**Your goal:** Give back an exact copy of the lines in the records below, from the line that has "use async_trait::async_trait;" through the line that has "impl ShowtimeRepository for", and nothing besides.

[Saved entries]

---+---

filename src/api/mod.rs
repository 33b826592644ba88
pub mod dtos;
pub mod extractors;
pub mod handlers;
pub mod router;
use crate::domain::{models::showtime::Showtime, ports::ShowtimeRepository};
use crate::error::AppError;
use async_trait::async_trait;
use sqlx::PgPool;

pub struct PostgresShowtimeRepo {
    pool: PgPool,
}

impl PostgresShowtimeRepo {
    pub fn new(pool: PgPool) -> Self {
        Self { pool }
    }
}

#[async_trait]
impl ShowtimeRepository for PostgresShowtimeRepo {
    async fn create(&self, showtime: &Showtime) -> Result<Showtime, AppError> {
        sqlx::query_as::<_, Showtime>(
            "INSERT INTO showtimes (id, movie_id, theater_id, showtime, price, available_seats, created_at)
             VALUES ($1, $2, $3, $4, $5, $6, $7)
             RETURNING *"
        )
            .bind(&showtime.id).bind(&showtime.movie_id).bind(&showtime.theater_id)
            .bind(&showtime.showtime).bind(showtime.price).bind(showtime.available_seats)
            .bind(showtime.created_at)
            .fetch_one(&self.pool).await.map_err(AppError::Database)
    }
    async fn find_by_id(&self, id: &str) -> Result<Option<Showtime>, AppError> {
        sqlx::query_as::<_, Showtime>("SELECT * FROM showtimes WHERE id = $1").bind(id).fetch_optional(&self.pool).await.map_err(AppError::Database)
    }
    async fn list_by_movie(&self, movie_id: &str) -> Result<Vec<Showtime>, AppError> {
        sqlx::query_as::<_, Showtime>("SELECT * FROM showtimes WHERE movie_id = $1 ORDER BY showtime ASC").bind(movie_id).fetch_all(&self.pool).await.map_err(AppError::Database)
    }
}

---+---

**Answer to this problem:**
use async_trait::async_trait;
use sqlx::PgPool;

pub struct PostgresShowtimeRepo {
    pool: PgPool,
}

impl PostgresShowtimeRepo {
    pub fn new(pool: PgPool) -> Self {
        Self { pool }
    }
}

#[async_trait]
impl ShowtimeRepository for PostgresShowtimeRepo {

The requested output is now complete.